§ Task description: Two lines in the data below mark the range: the one with "pub use cli::Config;" and the one with "if let (Some(cert_file), Some(key_file))". Return both, along with every line between them, exactly.
Study material below:
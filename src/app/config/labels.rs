use super::ConfigError;
use crate::domain::{GroupingLabels, JOB_LABEL};
use tracing::warn;

/// Parses `--to-group NAME=VALUE` values.
///
/// `job` is owned by the source name, so it is dropped with a warning.
pub fn parse_labels<S: AsRef<str>>(values: &[S]) -> Result<GroupingLabels, ConfigError> {
    let mut labels = GroupingLabels::new();
    for value in values {
        let value = value.as_ref();
        let (name, label_value) = value
            .split_once('=')
            .ok_or_else(|| ConfigError::InvalidLabel(value.to_string()))?;
        let name = name.trim();
        if name == JOB_LABEL {
            warn!("Ignoring grouping label '{value}': job is set from the source name");
            continue;
        }
        labels.insert(name, label_value.trim())?;
    }
    Ok(labels)
}
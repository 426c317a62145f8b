use exporter_gateway::app;

#[tokio::main]
async fn main() -> Result<(), Box<dyn std::error::Error + Send + Sync>> {
    app::main().await
}
use super::ConfigError;
use super::serde_helpers::deserialize_optional_duration;
use crate::domain::{GroupingLabels, Route};
use serde::Deserialize;
use std::path::Path;
use std::time::Duration;

/// Contents of a `--config-file` TOML document.
///
/// ```toml
/// interval = "30s"
/// scrape_timeout = "10s"
///
/// [grouping]
/// instance = "edge-1"
///
/// [[sources]]
/// name = "node"
/// url = "http://127.0.0.1:9100/metrics"
///
/// [[sinks]]
/// name = "central"
/// url = "https://pushgateway:9091"
/// bearerTokenFile = "/run/secrets/token"
/// ```
#[derive(Debug, Clone, Default, PartialEq, Deserialize)]
#[serde(deny_unknown_fields)]
pub struct FileConfig {
    #[serde(default, deserialize_with = "deserialize_optional_duration")]
    pub interval: Option<Duration>,
    #[serde(default, deserialize_with = "deserialize_optional_duration")]
    pub scrape_timeout: Option<Duration>,
    #[serde(default, deserialize_with = "deserialize_optional_duration")]
    pub drain_timeout: Option<Duration>,
    #[serde(default)]
    pub grouping: GroupingLabels,
    #[serde(default)]
    pub sources: Vec<Route>,
    #[serde(default)]
    pub sinks: Vec<Route>,
}

impl FileConfig {
    pub fn from_file<P: AsRef<Path>>(path: P) -> Result<Self, ConfigError> {
        let content = std::fs::read_to_string(path)?;
        Self::from_toml(&content)
    }

    pub fn from_toml(content: &str) -> Result<Self, ConfigError> {
        let mut config: FileConfig = toml::from_str(content)?;
        config.sources = config.sources.into_iter().map(Route::normalized).collect();
        config.sinks = config.sinks.into_iter().map(Route::normalized).collect();
        Ok(config)
    }
}
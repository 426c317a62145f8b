//! Domain layer for exporter-gateway.
//!
//! Contains the canonical types shared across all modules:
//! - `Route`: a named endpoint plus its TLS and auth settings
//! - `GroupingLabels`: static labels attached to every pushed job
//! - `MetricSnapshot`: the result of one successful scrape

pub mod error;
pub mod grouping;
pub mod route;
pub mod snapshot;

pub use error::{LabelError, RouteError};
pub use grouping::{GroupingLabels, JOB_LABEL};
pub use route::{BasicAuth, Route, Secret, TlsConfig};
pub use snapshot::{MetricFamilies, MetricSnapshot};
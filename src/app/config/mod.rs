mod cli;
mod file;
pub mod labels;
pub mod routes;
pub mod serde_helpers;
mod validation;

use crate::domain::LabelError;
use crate::transfer::TransferError;
use clap::ValueEnum;
use serde::{Deserialize, Serialize};
use thiserror::Error;

#[derive(Error, Debug)]
pub enum ConfigError {
    #[error("Invalid duration '{value}': {reason}")]
    InvalidDuration { value: String, reason: String },
    #[error("Invalid route '{value}': {reason}")]
    InvalidRoute { value: String, reason: String },
    #[error("Invalid grouping label '{0}', expected NAME=VALUE")]
    InvalidLabel(String),
    #[error(transparent)]
    Label(#[from] LabelError),
    #[error("Duplicate {role} route name '{name}'")]
    DuplicateRoute { role: &'static str, name: String },
    #[error(transparent)]
    Transfer(#[from] TransferError),
    #[error("Command line error: {0}")]
    Cli(#[from] clap::Error),
    #[error("File error: {0}")]
    FileError(#[from] std::io::Error),
    #[error("Parse error: {0}")]
    ParseError(#[from] toml::de::Error),
}

#[derive(Debug, Clone, Copy, PartialEq, Eq, Default, ValueEnum, Serialize, Deserialize)]
#[serde(rename_all = "lowercase")]
pub enum LogLevel {
    Error,
    Warn,
    #[default]
    Info,
    Debug,
    Trace,
}

impl LogLevel {
    pub fn as_str(self) -> &'static str {
        match self {
            LogLevel::Error => "error",
            LogLevel::Warn => "warn",
            LogLevel::Info => "info",
            LogLevel::Debug => "debug",
            LogLevel::Trace => "trace",
        }
    }
}

impl From<LogLevel> for tracing::Level {
    fn from(level: LogLevel) -> Self {
        match level {
            LogLevel::Error => tracing::Level::ERROR,
            LogLevel::Warn => tracing::Level::WARN,
            LogLevel::Info => tracing::Level::INFO,
            LogLevel::Debug => tracing::Level::DEBUG,
            LogLevel::Trace => tracing::Level::TRACE,
        }
    }
}

pub use cli::Config;
pub use file::FileConfig;
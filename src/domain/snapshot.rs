use crate::exposition::MetricFamily;
use std::collections::BTreeMap;

/// Metric families keyed by family name.
pub type MetricFamilies = BTreeMap<String, MetricFamily>;

/// One successful scrape of one source, consumed by a single push fan-out.
#[derive(Debug, Clone, PartialEq)]
pub struct MetricSnapshot {
    pub source: String,
    pub families: MetricFamilies,
}

impl MetricSnapshot {
    pub fn new(source: impl Into<String>, families: MetricFamilies) -> Self {
        Self {
            source: source.into(),
            families,
        }
    }

    pub fn family_count(&self) -> usize {
        self.families.len()
    }

    /// Number of metric instances across all families.
    pub fn metric_count(&self) -> usize {
        self.families.values().map(|family| family.metric.len()).sum()
    }
}
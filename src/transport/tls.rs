use super::{TransportError, read_file};
use crate::domain::TlsConfig;
use reqwest::{Certificate, ClientBuilder, Identity};
use std::path::Path;
use tracing::warn;

/// Applies a route's TLS settings to a client builder.
pub fn configure(
    mut builder: ClientBuilder,
    tls_config: &TlsConfig,
) -> Result<ClientBuilder, TransportError> {
    if let (Some(cert_file), Some(key_file)) = (&tls_config.cert_file, &tls_config.key_file) {
        builder = builder.identity(load_identity(cert_file, key_file)?);
    }

    match &tls_config.ca_file {
        Some(ca_file) => {
            for certificate in load_ca_bundle(ca_file)? {
                builder = builder.add_root_certificate(certificate);
            }
            if tls_config.insecure_skip_verify {
                builder = builder.danger_accept_invalid_certs(true);
            }
        }
        None if tls_config.insecure_skip_verify => {
            warn!("tlsConfig.insecureSkipVerify only applies together with tlsConfig.caFile");
        }
        None => {}
    }

    Ok(builder)
}

/// Loads a PEM client certificate and private key as one identity.
pub fn load_identity(cert_file: &Path, key_file: &Path) -> Result<Identity, TransportError> {
    let mut pem = read_file("certificate", cert_file)?;
    let key = read_file("private key", key_file)?;
    pem.push(b'\n');
    pem.extend_from_slice(&key);
    Identity::from_pem(&pem).map_err(TransportError::InvalidKeyPair)
}

/// Loads every certificate of a PEM CA bundle; a bundle without any is an error.
pub fn load_ca_bundle(ca_file: &Path) -> Result<Vec<Certificate>, TransportError> {
    let pem = read_file("CA bundle", ca_file)?;
    if pem.iter().all(u8::is_ascii_whitespace) {
        return Err(TransportError::EmptyCaBundle(ca_file.to_path_buf()));
    }

    let certificates =
        Certificate::from_pem_bundle(&pem).map_err(|source| TransportError::InvalidCaBundle {
            path: ca_file.to_path_buf(),
            source,
        })?;
    if certificates.is_empty() {
        return Err(TransportError::NoCertificates(ca_file.to_path_buf()));
    }
    Ok(certificates)
}

#[cfg(test)]
mod tests {
    use super::*;
    use rcgen::{CertifiedKey, generate_simple_self_signed};
    use tempfile::TempDir;

    fn self_signed() -> CertifiedKey {
        generate_simple_self_signed(vec!["localhost".to_string()]).unwrap()
    }

    #[test]
    fn loads_generated_ca_bundle() {
        let dir = TempDir::new().unwrap();
        let first = self_signed();
        let second = self_signed();
        let path = dir.path().join("ca.pem");
        std::fs::write(&path, format!("{}{}", first.cert.pem(), second.cert.pem())).unwrap();

        assert_eq!(load_ca_bundle(&path).unwrap().len(), 2);
    }

    #[test]
    fn empty_ca_bundle_is_rejected() {
        let dir = TempDir::new().unwrap();
        let path = dir.path().join("ca.pem");
        std::fs::write(&path, "\n  \n").unwrap();

        assert!(matches!(
            load_ca_bundle(&path),
            Err(TransportError::EmptyCaBundle(_))
        ));
    }

    #[test]
    fn ca_bundle_without_certificates_is_rejected() {
        let dir = TempDir::new().unwrap();
        let path = dir.path().join("ca.pem");
        std::fs::write(&path, "this is not a certificate\n").unwrap();

        assert!(matches!(
            load_ca_bundle(&path),
            Err(TransportError::NoCertificates(_) | TransportError::InvalidCaBundle { .. })
        ));
    }

    #[test]
    fn missing_files_are_read_errors() {
        let missing = Path::new("/does/not/exist.pem");
        assert!(matches!(
            load_ca_bundle(missing),
            Err(TransportError::ReadFile {
                kind: "CA bundle",
                ..
            })
        ));
        assert!(matches!(
            load_identity(missing, missing),
            Err(TransportError::ReadFile {
                kind: "certificate",
                ..
            })
        ));
    }

    #[test]
    fn loads_generated_identity() {
        let dir = TempDir::new().unwrap();
        let generated = self_signed();
        let cert_path = dir.path().join("client.pem");
        let key_path = dir.path().join("client-key.pem");
        std::fs::write(&cert_path, generated.cert.pem()).unwrap();
        std::fs::write(&key_path, generated.key_pair.serialize_pem()).unwrap();

        assert!(load_identity(&cert_path, &key_path).is_ok());
    }
}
End of Study material.
§ Response to this task:
pub use cli::Config;
pub use file::FileConfig;
filename src/domain/snapshot.rs
use crate::exposition::MetricFamily;
use std::collections::BTreeMap;

/// Metric families keyed by family name.
pub type MetricFamilies = BTreeMap<String, MetricFamily>;

/// One successful scrape of one source, consumed by a single push fan-out.
#[derive(Debug, Clone, PartialEq)]
pub struct MetricSnapshot {
    pub source: String,
    pub families: MetricFamilies,
}

impl MetricSnapshot {
    pub fn new(source: impl Into<String>, families: MetricFamilies) -> Self {
        Self {
            source: source.into(),
            families,
        }
    }

    pub fn family_count(&self) -> usize {
        self.families.len()
    }

    /// Number of metric instances across all families.
    pub fn metric_count(&self) -> usize {
        self.families.values().map(|family| family.metric.len()).sum()
    }
}
filename src/transport/tls.rs
use super::{TransportError, read_file};
use crate::domain::TlsConfig;
use reqwest::{Certificate, ClientBuilder, Identity};
use std::path::Path;
use tracing::warn;

/// Applies a route's TLS settings to a client builder.
pub fn configure(
    mut builder: ClientBuilder,
    tls_config: &TlsConfig,
) -> Result<ClientBuilder, TransportError> {
    if let (Some(cert_file), Some(key_file)) = (&tls_config.cert_file, &tls_config.key_file) {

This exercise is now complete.